Ночью 19 февраля Ленин с Троцким уже слали телеграммы в Берлин о том, что согласны на мир на любых условиях, на ЛЮБЫХ УСЛОВИЯХ.
Но германское командование не спешило. Кто ж откажется от такой войны?
20 февраля Совнарком призвал все местные Советы и войсковые организации приложить максимум усилий к воссозданию армии – о как! 20-го! И при этом Советы не отдали приказ об отмене демобилизации, нет, напротив, они продолжали лихорадочно расформировывать то, что еще осталось.
21 февраля в Выборгском районе Петрограда открылся первый пункт по вербовке добровольцев в Красную армию. Тогда же был учрежден чрезвычайный штаб Петроградского военного округа во главе с управляющим делами Совнаркома Бонч-Бруевичем, а Ленин к этому времени уже написал свое несравненное «Социалистическое отечество в опасности!»
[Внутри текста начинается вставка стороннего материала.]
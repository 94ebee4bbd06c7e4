//! Infrastructure layer of the session agent: process spawning for grabber
//! requests, the session-state feed and the TOML configuration file.
//!
//! **Dependency rule**: this layer may depend on `application` and the
//! library crates, but MUST NOT be imported by the `application` layer.

pub mod actions;
pub mod session_feed;
pub mod storage;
Столицу объявили на осадном положении, ввели военную цензуру – очень своевременный ход – и, главное, распорядились о расстреле всякой «контры» на месте. Прапорщик Крыленко был, конечно же, назначен Главнокомандующим. Первым делом он занялся «организацией братания» и убеждения немецких солдат в «преступности их наступления». В это время германские части подходили к Пскову. Именно под Псковом, а потом и под Нарвой, как будет потом учить нас история КПСС, и были одержаны первые победы, в ознаменование которых и был учрежден праздник – День Советской Армии и Военно-Морского Флота.
В Пскове располагался штаб Северного фронта, находились склады военного имущества, боеприпасов, продовольствия.
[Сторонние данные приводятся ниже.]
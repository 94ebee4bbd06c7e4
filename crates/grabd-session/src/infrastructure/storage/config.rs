//! TOML configuration of the session agent.
//!
//! Read from `$GRABD_SESSION_CONFIG`, or `session.toml` in the user's config
//! directory (`$XDG_CONFIG_HOME/grabd` or `~/.config/grabd`).  A missing file
//! yields the defaults below.  The file is re-read on SIGHUP so preference
//! edits reach the grabber without a restart.
//!
//! ```toml
//! [session]
//! log_level = "info"
//! configuration_path = "/home/alice/.config/grabd/profile.json"
//!
//! [preferences]
//! use_fkeys_as_standard_function_keys = false
//! scroll_direction_is_natural = true
//! keyboard_type = 0
//! initial_key_repeat_milliseconds = 500
//! key_repeat_milliseconds = 83
//!
//! [channel]
//! socket_path = "/run/grabd/grabber.sock"
//! ```

use std::path::{Path, PathBuf};

use grabd_core::protocol::messages::SystemPreferences;
use grabd_ipc::ChannelSettings;
use serde::{Deserialize, Serialize};
use thiserror::Error;

/// Environment variable naming the config file.
pub const CONFIG_ENV_VAR: &str = "GRABD_SESSION_CONFIG";

const APP_DIR: &str = "grabd";

/// Error type for configuration file operations.
#[derive(Debug, Error)]
pub enum ConfigError {
    /// Neither `XDG_CONFIG_HOME` nor `HOME` is set.
    #[error("could not determine the user config directory")]
    NoUserConfigDir,

    /// A file system I/O error occurred.
    #[error("I/O error accessing config at {}: {source}", .path.display())]
    Io {
        path: PathBuf,
        #[source]
        source: std::io::Error,
    },

    /// The TOML content could not be parsed.
    #[error("failed to parse config TOML: {0}")]
    Parse(#[from] toml::de::Error),
}

// ── Config schema types ───────────────────────────────────────────────────────

#[derive(Debug, Clone, Default, Serialize, Deserialize, PartialEq, Eq)]
pub struct SessionConfig {
    #[serde(default)]
    pub session: SessionSettings,
    #[serde(default)]
    pub preferences: SystemPreferences,
    #[serde(default)]
    pub channel: ChannelSettings,
}

#[derive(Debug, Clone, Serialize, Deserialize, PartialEq, Eq)]
pub struct SessionSettings {
    /// `tracing` level used when `RUST_LOG` is unset.
    #[serde(default = "default_log_level")]
    pub log_level: String,
    /// Remapping configuration announced to the grabber.  Unset means
    /// `profile.json` in the user config directory.
    #[serde(default, skip_serializing_if = "Option::is_none")]
    pub configuration_path: Option<PathBuf>,
    /// This agent's endpoint.  Unset means the per-uid default.
    #[serde(default, skip_serializing_if = "Option::is_none")]
    pub endpoint_path: Option<PathBuf>,
}

fn default_log_level() -> String {
    "info".to_string()
}

impl Default for SessionSettings {
    fn default() -> Self {
        Self {
            log_level: default_log_level(),
            configuration_path: None,
            endpoint_path: None,
        }
    }
}

// ── Paths ─────────────────────────────────────────────────────────────────────

/// `$XDG_CONFIG_HOME/grabd` or `~/.config/grabd`.
pub fn user_config_dir() -> Result<PathBuf, ConfigError> {
    let base = std::env::var_os("XDG_CONFIG_HOME")
        .filter(|p| !p.is_empty())
        .map(PathBuf::from)
        .or_else(|| std::env::var_os("HOME").map(|h| PathBuf::from(h).join(".config")))
        .ok_or(ConfigError::NoUserConfigDir)?;
    Ok(base.join(APP_DIR))
}

/// Resolves the config file path from the environment.
pub fn config_file_path() -> Result<PathBuf, ConfigError> {
    match std::env::var_os(CONFIG_ENV_VAR).filter(|p| !p.is_empty()) {
        Some(path) => Ok(PathBuf::from(path)),
        None => Ok(user_config_dir()?.join("session.toml")),
    }
}

impl SessionConfig {
    /// The remapping configuration to announce.
    pub fn configuration_path(&self) -> Result<PathBuf, ConfigError> {
        match &self.session.configuration_path {
            Some(path) => Ok(path.clone()),
            None => Ok(user_config_dir()?.join("profile.json")),
        }
    }
}

/// Loads the config at `path`, returning the defaults if the file does not
/// exist.
///
/// # Errors
///
/// Returns [`ConfigError::Io`] for file-system errors other than "not found",
/// and [`ConfigError::Parse`] if the TOML is malformed.
pub fn load_config(path: &Path) -> Result<SessionConfig, ConfigError> {
    match std::fs::read_to_string(path) {
        Ok(content) => Ok(toml::from_str(&content)?),
        Err(e) if e.kind() == std::io::ErrorKind::NotFound => Ok(SessionConfig::default()),
        Err(source) => Err(ConfigError::Io {
            path: path.to_path_buf(),
            source,
        }),
    }
}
23 февраля большевики опомнились, объявили Псков на осадном положении и начали делать что-то, со стороны очень похожее на подготовку к обороне. К вечеру 24 февраля немцы, числом почти в двести человек, без боя овладели городом.
Ну и где же они – наши первые победы?
24 февраля немцы с ходу взяли Юрьев и Ревель (то есть Тарту и Таллин).
В 1915 году мощнейшая группировка Гинденбурга не смогла осуществить такой прорыв. Наступление захлебнулась, натолкнувшись на русские штыки, но прошло совсем немного времени, и небольшие, разрозненные немецкие части, скорость продвижения которых ограничивалась только состоянием российских дорог, взяли всё.
После сообщения о падении Пскова Бонч-Бруевич чуть дар речи не потерял, говорят, что в первые минуты он нес какую-то околесицу – ему сообщили по телеграфу, что немец идет на колыбель революции.
25 февраля он уже требовал разбудить заводскими гудками спящий город и срочно приступить-таки к записи добровольцев в Красную армию. А газета «Правда» в этот день писала: «Все к оружию! Сливайтесь немедленно в красные социалистические батальоны и идите победить или умереть!».
Что и говорить, сливаться-то мы умеем. На вербовочных пунктах Петрограда не покладая рук ежедневно (кроме выходных и праздничных дней) с 10 и аж до 15 часов (а кое-где и до16) записывали в Красную армию. Кандидатам требовалась рекомендация от партийных, солдатских или фабричных комитетов.
Безработица подхлестнула энтузиазм. За патриотизм платили 15 рублей в сутки.
При приеме спрашивали:
– Товарищ! Вы знаете нашу платформу?
– Та чего там, – слышалось в ответ, – пятнадцать рублей!